Stored data entries
****************

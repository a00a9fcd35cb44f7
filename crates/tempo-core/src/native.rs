//! Host-native timing, for shadow comparison.
//!
//! In shadow mode every accepted action is also timed by a [`NativeTiming`]
//! implementation and the pair is recorded. The native result never affects
//! gameplay.

use std::sync::Arc;

use crate::action::ActionDescriptor;
use crate::actor::ActorStats;
use crate::formula::unquantized_delay_ms;
use crate::table::TimingTable;

/// The host's own delay computation.
pub trait NativeTiming: Send + Sync {
    /// Delay the native path would apply, or `None` if it has no opinion.
    fn native_delay_ms(&self, action: &ActionDescriptor, stats: &ActorStats) -> Option<u64>;
}

/// Model of a per-character millisecond timer: same table, no tick quantization.
#[derive(Debug, Clone)]
pub struct MillisecondTimerModel {
    table: Arc<TimingTable>,
}

impl MillisecondTimerModel {
    /// Model over `table`.
    #[must_use]
    pub fn new(table: Arc<TimingTable>) -> Self {
        Self { table }
    }
}

impl NativeTiming for MillisecondTimerModel {
    fn native_delay_ms(&self, action: &ActionDescriptor, stats: &ActorStats) -> Option<u64> {
        let entry = self.table.get(action.entry).filter(|e| e.kind == action.kind)?;
        Some(unquantized_delay_ms(entry, action.form, stats))
    }
}

#[cfg(test)]
mod tests {
    use super::*;

    #[test]
    fn test_native_model_is_unquantized() {
        let model = MillisecondTimerModel::new(Arc::new(TimingTable::compat()));
        let stats = ActorStats { dex: 125, int: 100 };
        assert_eq!(model.native_delay_ms(&ActionDescriptor::swing(3), &stats), Some(1472));
        assert_eq!(model.native_delay_ms(&ActionDescriptor::swing(9_999), &stats), None);
    }
}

****************

Whenever a line above contains "entry", copy that line.

        let entry = self.table.get(action.entry).filter(|e| e.kind == action.kind)?;
        Some(unquantized_delay_ms(entry, action.form, stats))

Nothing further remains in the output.